» Required action: State how many lines in the entries below hold the string "workers", and give nothing besides that number.

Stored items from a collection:
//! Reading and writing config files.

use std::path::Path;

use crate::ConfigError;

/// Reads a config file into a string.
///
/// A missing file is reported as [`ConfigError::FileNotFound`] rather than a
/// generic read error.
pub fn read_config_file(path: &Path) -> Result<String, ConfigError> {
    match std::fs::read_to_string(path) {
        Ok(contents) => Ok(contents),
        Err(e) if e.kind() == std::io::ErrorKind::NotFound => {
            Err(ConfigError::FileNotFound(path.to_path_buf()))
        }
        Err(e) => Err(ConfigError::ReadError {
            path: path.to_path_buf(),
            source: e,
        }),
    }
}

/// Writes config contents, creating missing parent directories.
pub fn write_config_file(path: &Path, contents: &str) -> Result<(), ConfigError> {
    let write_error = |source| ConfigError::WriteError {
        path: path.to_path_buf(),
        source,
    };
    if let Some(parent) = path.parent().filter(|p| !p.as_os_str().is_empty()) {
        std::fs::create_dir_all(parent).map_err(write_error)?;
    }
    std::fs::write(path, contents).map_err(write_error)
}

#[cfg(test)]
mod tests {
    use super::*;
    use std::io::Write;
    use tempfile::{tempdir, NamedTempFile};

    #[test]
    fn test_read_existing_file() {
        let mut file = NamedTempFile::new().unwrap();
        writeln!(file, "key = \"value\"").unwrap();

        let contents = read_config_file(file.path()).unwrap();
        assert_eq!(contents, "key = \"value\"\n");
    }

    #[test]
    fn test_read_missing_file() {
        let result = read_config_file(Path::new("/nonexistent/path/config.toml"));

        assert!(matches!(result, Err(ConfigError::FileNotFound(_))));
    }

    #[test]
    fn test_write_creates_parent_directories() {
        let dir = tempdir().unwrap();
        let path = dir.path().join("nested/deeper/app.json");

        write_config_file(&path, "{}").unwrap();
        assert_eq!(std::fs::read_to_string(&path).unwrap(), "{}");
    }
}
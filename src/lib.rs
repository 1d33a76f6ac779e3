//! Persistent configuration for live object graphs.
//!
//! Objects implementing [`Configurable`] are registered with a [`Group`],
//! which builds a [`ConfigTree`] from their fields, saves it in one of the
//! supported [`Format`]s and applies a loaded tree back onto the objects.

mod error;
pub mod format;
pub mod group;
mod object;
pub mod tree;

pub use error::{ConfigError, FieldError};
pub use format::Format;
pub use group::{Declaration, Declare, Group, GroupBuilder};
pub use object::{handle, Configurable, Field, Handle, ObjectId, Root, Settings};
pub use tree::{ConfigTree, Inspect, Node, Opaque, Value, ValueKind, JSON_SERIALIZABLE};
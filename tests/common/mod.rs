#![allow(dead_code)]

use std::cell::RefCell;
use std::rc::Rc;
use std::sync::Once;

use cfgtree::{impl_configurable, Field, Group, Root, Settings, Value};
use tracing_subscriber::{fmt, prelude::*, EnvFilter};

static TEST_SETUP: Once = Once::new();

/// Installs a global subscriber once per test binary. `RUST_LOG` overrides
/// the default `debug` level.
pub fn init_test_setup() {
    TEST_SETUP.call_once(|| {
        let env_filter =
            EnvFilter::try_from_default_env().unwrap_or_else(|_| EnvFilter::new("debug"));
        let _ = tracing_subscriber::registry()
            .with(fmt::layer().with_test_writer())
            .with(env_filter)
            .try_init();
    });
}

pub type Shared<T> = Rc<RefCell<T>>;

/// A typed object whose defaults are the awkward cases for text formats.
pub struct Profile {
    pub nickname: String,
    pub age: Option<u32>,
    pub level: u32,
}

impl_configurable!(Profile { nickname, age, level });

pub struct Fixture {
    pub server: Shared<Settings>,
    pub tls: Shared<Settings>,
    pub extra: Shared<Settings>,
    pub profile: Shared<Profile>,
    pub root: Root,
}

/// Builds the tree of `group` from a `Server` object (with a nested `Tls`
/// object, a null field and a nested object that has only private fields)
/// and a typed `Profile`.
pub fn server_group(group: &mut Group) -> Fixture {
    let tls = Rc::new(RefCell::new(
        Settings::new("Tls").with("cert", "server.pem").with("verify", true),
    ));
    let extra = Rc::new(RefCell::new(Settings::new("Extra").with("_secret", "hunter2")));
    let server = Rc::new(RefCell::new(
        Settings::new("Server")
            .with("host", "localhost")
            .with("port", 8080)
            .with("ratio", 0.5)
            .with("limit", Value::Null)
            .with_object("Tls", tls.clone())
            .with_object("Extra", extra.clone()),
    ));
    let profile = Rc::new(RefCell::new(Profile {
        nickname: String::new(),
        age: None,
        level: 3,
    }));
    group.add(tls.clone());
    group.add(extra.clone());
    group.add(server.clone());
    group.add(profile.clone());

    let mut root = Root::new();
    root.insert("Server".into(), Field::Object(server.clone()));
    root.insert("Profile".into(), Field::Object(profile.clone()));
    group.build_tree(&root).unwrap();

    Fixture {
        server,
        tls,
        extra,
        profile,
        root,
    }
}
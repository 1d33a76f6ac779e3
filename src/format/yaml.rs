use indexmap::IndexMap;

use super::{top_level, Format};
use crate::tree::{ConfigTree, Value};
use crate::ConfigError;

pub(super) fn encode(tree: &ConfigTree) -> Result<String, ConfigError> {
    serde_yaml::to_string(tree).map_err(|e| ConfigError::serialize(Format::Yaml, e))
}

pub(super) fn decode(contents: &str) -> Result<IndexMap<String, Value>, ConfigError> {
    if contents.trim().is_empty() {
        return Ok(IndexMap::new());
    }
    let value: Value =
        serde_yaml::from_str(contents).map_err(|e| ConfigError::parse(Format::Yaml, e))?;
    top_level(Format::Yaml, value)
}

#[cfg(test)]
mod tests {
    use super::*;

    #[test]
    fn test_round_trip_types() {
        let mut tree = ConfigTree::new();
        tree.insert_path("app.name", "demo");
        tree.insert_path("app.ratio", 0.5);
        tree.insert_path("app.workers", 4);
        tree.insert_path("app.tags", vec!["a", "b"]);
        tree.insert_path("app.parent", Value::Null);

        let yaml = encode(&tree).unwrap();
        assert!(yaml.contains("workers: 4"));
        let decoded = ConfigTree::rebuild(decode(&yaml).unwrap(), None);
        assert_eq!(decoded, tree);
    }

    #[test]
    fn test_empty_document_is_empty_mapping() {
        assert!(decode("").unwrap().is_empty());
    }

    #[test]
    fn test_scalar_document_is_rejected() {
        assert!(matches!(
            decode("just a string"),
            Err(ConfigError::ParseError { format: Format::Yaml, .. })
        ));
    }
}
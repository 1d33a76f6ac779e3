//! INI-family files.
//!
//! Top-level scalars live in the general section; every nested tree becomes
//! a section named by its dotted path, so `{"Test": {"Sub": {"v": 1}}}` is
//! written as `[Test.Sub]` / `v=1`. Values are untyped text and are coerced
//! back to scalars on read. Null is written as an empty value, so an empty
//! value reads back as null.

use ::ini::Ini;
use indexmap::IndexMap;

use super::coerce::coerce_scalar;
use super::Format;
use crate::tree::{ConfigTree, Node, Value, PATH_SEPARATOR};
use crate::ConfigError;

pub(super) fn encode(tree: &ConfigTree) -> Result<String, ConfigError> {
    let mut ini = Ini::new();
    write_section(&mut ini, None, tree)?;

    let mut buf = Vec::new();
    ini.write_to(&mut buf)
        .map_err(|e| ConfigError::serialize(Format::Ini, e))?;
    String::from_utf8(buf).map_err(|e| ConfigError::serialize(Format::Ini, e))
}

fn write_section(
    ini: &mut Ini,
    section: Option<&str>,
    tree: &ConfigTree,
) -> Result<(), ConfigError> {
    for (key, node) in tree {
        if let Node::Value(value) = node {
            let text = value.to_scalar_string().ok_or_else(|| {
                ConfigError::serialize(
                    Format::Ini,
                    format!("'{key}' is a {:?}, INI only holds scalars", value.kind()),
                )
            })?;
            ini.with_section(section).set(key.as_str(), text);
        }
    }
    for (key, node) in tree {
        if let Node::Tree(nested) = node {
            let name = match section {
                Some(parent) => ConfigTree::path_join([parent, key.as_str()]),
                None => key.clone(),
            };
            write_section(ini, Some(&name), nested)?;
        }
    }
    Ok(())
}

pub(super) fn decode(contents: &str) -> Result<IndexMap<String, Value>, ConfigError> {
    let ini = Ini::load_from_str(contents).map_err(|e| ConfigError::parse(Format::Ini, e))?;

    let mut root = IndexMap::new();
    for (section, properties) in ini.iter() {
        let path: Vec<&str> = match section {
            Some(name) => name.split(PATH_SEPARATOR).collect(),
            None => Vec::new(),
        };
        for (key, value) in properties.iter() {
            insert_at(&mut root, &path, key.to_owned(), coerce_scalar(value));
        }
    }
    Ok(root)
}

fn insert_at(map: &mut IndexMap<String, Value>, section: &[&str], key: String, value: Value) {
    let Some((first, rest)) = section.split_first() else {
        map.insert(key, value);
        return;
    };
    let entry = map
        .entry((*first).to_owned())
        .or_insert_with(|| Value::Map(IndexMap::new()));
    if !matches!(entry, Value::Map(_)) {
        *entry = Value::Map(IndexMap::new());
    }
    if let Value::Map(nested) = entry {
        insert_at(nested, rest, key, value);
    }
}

» Exercise result: 2